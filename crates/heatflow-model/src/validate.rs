use tracing::debug;

use crate::error::{PlanError, Quantity};
use crate::problem::TransportProblem;

/// Aggregate supply and demand of a problem that passed validation.
#[derive(Debug, Clone, Copy, PartialEq)]
pub struct Balance {
    pub total_supply: f64,
    pub total_demand: f64,
}

impl Balance {
    /// Supply left over once every demand is met.
    pub fn slack(&self) -> f64 {
        self.total_supply - self.total_demand
    }

    pub fn is_balanced(&self, tolerance: f64) -> bool {
        self.slack().abs() <= tolerance * self.total_supply.abs().max(1.0)
    }
}

/// Run every check that has to pass before a model is built.
pub fn validate(problem: &TransportProblem) -> Result<Balance, PlanError> {
    check_quantities(problem)?;
    check_feasibility(&problem.supply, &problem.demand)
}

/// Reject negative or non-finite supply, demand, or cost entries.
pub fn check_quantities(problem: &TransportProblem) -> Result<(), PlanError> {
    let entries = problem
        .supply
        .iter()
        .enumerate()
        .map(|(i, &v)| (Quantity::Supply(i), v))
        .chain(problem.demand.iter().enumerate().map(|(j, &v)| (Quantity::Demand(j), v)))
        .chain(problem.cost.iter().enumerate().flat_map(|(i, row)| {
            row.iter().enumerate().map(move |(j, &v)| (Quantity::Cost(i, j), v))
        }));

    for (quantity, value) in entries {
        if !value.is_finite() || value < 0.0 {
            return Err(PlanError::InvalidQuantity { quantity, value });
        }
    }
    Ok(())
}

/// Aggregate supply must cover aggregate demand. Equal totals are the
/// balanced case and pass.
pub fn check_feasibility(supply: &[f64], demand: &[f64]) -> Result<Balance, PlanError> {
    let total_supply: f64 = supply.iter().sum();
    let total_demand: f64 = demand.iter().sum();

    if total_demand > total_supply {
        return Err(PlanError::Infeasible {
            total_supply,
            total_demand,
        });
    }

    debug!(total_supply, total_demand, "aggregate supply covers demand");
    Ok(Balance {
        total_supply,
        total_demand,
    })
}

○ ○ ○

Could you find every line in the records above that contains the word "slack" and copy it?

Solution to this problem:
    pub fn slack(&self) -> f64 {
        self.slack().abs() <= tolerance * self.total_supply.abs().max(1.0)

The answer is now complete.